A farsa Quem tem farelos?, composta por Gil Vicente nos fins de 1508, princípios de 1509,
é uma peça de crítica social e conta a história de um escudeiro em decadência. O escudeiro e seus
criados passam agruras tão terríveis que chegam mesmo a ficar esfomeados, e daí o título da peça,
Quem tem farelos?, aludindo ao tom esfarrapado e grosseiro das necessidades dos personagens,
que entre outros dilemas, têm os de uns cães e uns gatos ficarem latindo e miando o tempo todo.
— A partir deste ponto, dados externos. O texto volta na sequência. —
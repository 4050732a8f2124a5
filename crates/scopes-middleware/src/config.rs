//! Configuration for object adapters.
//!
//! Transport-wide constants live on [`MiddlewareConfig`]; per-adapter settings
//! are plain values on [`AdapterConfig`].

use serde::{Deserialize, Serialize};
use std::fmt;
use std::time::Duration;

use crate::error::{MiddlewareError, Result};

/// Transport and protocol constants.
pub struct MiddlewareConfig;

impl MiddlewareConfig {
    /// Scheme prefix accepted for endpoints.
    pub const ENDPOINT_SCHEME: &'static str = "ipc://";
    /// Largest frame accepted on any connection.
    pub const MAX_FRAME_SIZE: usize = 16 * 1024 * 1024; // 16MB
    /// How long the broker keeps flushing replies after it stops.
    pub const LINGER: Duration = Duration::from_secs(1);
    /// Reply timeout for proxies that do not set one.
    pub const DEFAULT_TWOWAY_TIMEOUT: Duration = Duration::from_secs(30);
    /// Timeout for establishing a client connection.
    pub const CONNECT_TIMEOUT: Duration = Duration::from_secs(5);
    /// Default number of worker threads per adapter.
    pub const DEFAULT_POOL_SIZE: usize = 1;
}

/// Whether requests expect a reply.
#[derive(Debug, Clone, Copy, PartialEq, Eq, Hash, Serialize, Deserialize)]
#[serde(rename_all = "lowercase")]
pub enum RequestMode {
    Oneway,
    Twoway,
}

impl RequestMode {
    /// Single-letter form used in stringified proxies.
    pub fn as_char(self) -> char {
        match self {
            RequestMode::Oneway => 'o',
            RequestMode::Twoway => 't',
        }
    }
}

impl fmt::Display for RequestMode {
    fn fmt(&self, f: &mut fmt::Formatter<'_>) -> fmt::Result {
        match self {
            RequestMode::Oneway => write!(f, "oneway"),
            RequestMode::Twoway => write!(f, "twoway"),
        }
    }
}

/// Settings for one object adapter.
///
/// # Example
///
/// ```
/// use scopes_middleware::{AdapterConfig, RequestMode};
/// use std::time::Duration;
///
/// let config = AdapterConfig::new("testscope", "ipc:///tmp/testscope", RequestMode::Twoway)
///     .pool_size(4)
///     .idle_timeout(Duration::from_secs(30));
/// assert!(config.validate().is_ok());
/// ```
#[derive(Debug, Clone, PartialEq, Eq, Serialize, Deserialize)]
pub struct AdapterConfig {
    /// Adapter name, used in diagnostics and thread names.
    pub name: String,
    /// Public endpoint, `ipc://<socket path>`.
    pub endpoint: String,
    /// Mode every request must match.
    pub mode: RequestMode,
    /// Number of worker threads.
    #[serde(default = "default_pool_size")]
    pub pool_size: usize,
    /// Shut the adapter down after this long without traffic.
    #[serde(default, with = "optional_millis")]
    pub idle_timeout: Option<Duration>,
}

fn default_pool_size() -> usize {
    MiddlewareConfig::DEFAULT_POOL_SIZE
}

impl AdapterConfig {
    /// Create a config with one worker and no idle timeout.
    pub fn new(name: impl Into<String>, endpoint: impl Into<String>, mode: RequestMode) -> Self {
        Self {
            name: name.into(),
            endpoint: endpoint.into(),
            mode,
            pool_size: MiddlewareConfig::DEFAULT_POOL_SIZE,
            idle_timeout: None,
        }
    }

    /// Set the number of worker threads.
    pub fn pool_size(mut self, pool_size: usize) -> Self {
        self.pool_size = pool_size;
        self
    }

    /// Enable idle eviction.
    pub fn idle_timeout(mut self, timeout: Duration) -> Self {
        self.idle_timeout = Some(timeout);
        self
    }

    /// Check that the config describes a usable adapter.
    pub fn validate(&self) -> Result<()> {
        if self.name.is_empty() {
            return Err(MiddlewareError::invalid_argument(
                "ObjectAdapter(): invalid empty adapter name",
            ));
        }
        if self.pool_size < 1 {
            return Err(MiddlewareError::invalid_argument(format!(
                "ObjectAdapter(): invalid pool size {} (adapter: {})",
                self.pool_size, self.name
            )));
        }
        crate::transport::socket_path(&self.endpoint)?;
        Ok(())
    }
}

mod optional_millis {
    use serde::{Deserialize, Deserializer, Serializer};
    use std::time::Duration;

    pub fn serialize<S: Serializer>(value: &Option<Duration>, serializer: S) -> Result<S::Ok, S::Error> {
        match value {
            Some(d) => serializer.serialize_some(&(d.as_millis() as u64)),
            None => serializer.serialize_none(),
        }
    }

    pub fn deserialize<'de, D: Deserializer<'de>>(deserializer: D) -> Result<Option<Duration>, D::Error> {
        Ok(Option::<u64>::deserialize(deserializer)?.map(Duration::from_millis))
    }
}

#[cfg(test)]
mod tests {
    use super::*;

    #[test]
    fn test_builder_defaults() {
        let config = AdapterConfig::new("testscope", "ipc:///tmp/x", RequestMode::Oneway);
        assert_eq!(config.pool_size, 1);
        assert_eq!(config.idle_timeout, None);
        assert!(config.validate().is_ok());
    }

    #[test]
    fn test_validate_rejects_bad_values() {
        let empty_name = AdapterConfig::new("", "ipc:///tmp/x", RequestMode::Twoway);
        assert!(matches!(
            empty_name.validate(),
            Err(MiddlewareError::InvalidArgument { .. })
        ));

        let no_workers = AdapterConfig::new("a", "ipc:///tmp/x", RequestMode::Twoway).pool_size(0);
        let err = no_workers.validate().unwrap_err();
        assert!(err.to_string().contains("invalid pool size 0"));

        let bad_endpoint = AdapterConfig::new("a", "tcp://localhost:5555", RequestMode::Twoway);
        assert!(bad_endpoint.validate().is_err());
    }

    #[test]
    fn test_deserialize_with_defaults() {
        let config: AdapterConfig = serde_json::from_str(
            r#"{"name": "testscope", "endpoint": "ipc:///tmp/s", "mode": "twoway", "idle_timeout": 250}"#,
        )
        .unwrap();
        assert_eq!(config.mode, RequestMode::Twoway);
        assert_eq!(config.pool_size, 1);
        assert_eq!(config.idle_timeout, Some(Duration::from_millis(250)));
    }

    #[test]
    fn test_mode_display() {
        assert_eq!(RequestMode::Oneway.to_string(), "oneway");
        assert_eq!(RequestMode::Twoway.as_char(), 't');
    }
}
Em Quem tem farelos?, como em todas as farsas, Gil Vicente faz uma crítica
contundente a todas as classes sociais de seu tempo, desde a nobreza até o povo,
passando pelo clero. Dessa crítica, que não perdoa nenhum segmento da pirâmide
social, só escapa o camponês, que era o sustentáculo de todo o resto. Esse tipo
de crítica social já apresenta traços do momento histórico que rompeu com a cultura
medieval: o Renascimento.

Conforme já citado, é uma obra de crítica social em que Gil Vicente
se serve, pela primeira vez, do Português na feitura de um auto – estrutura-se
na relação de poder amo / criados, estes últimos normalmente cúmplices dos desvairados
amores de seus amos.

A ação recheada de personagens-tipo (escudeiro, criado, velha e filho) estratificadas
socialmente – identificáveis pelo vestuário, pela linguagem e pelos gestos – decorre
num só dia (manhã, noite, madrugada) e aponta para a sua ocorrência no princípio
do Verão, precisamente quando há farelos no mercado. Contudo, as personagens por
ele criadas não se sobressaem como indivíduos. São sobretudo tipos que ilustram
a sociedade da época, com suas aspirações, seus vícios e seus dramas. Esses tipos
utilizados por Gil Vicente raramente aparecem identificados pelo nome. Quase sempre,
são designados pela ocupação que exercem ou por algum outro traço social (sapateiro,
onzeneiro, ama, clérico, frade, bispo, alcoviteira etc.).

Ainda com relação aos personagens pode-se dizer que eles são simbólicos, ou seja,
simbolizam vários comportamentos humanos.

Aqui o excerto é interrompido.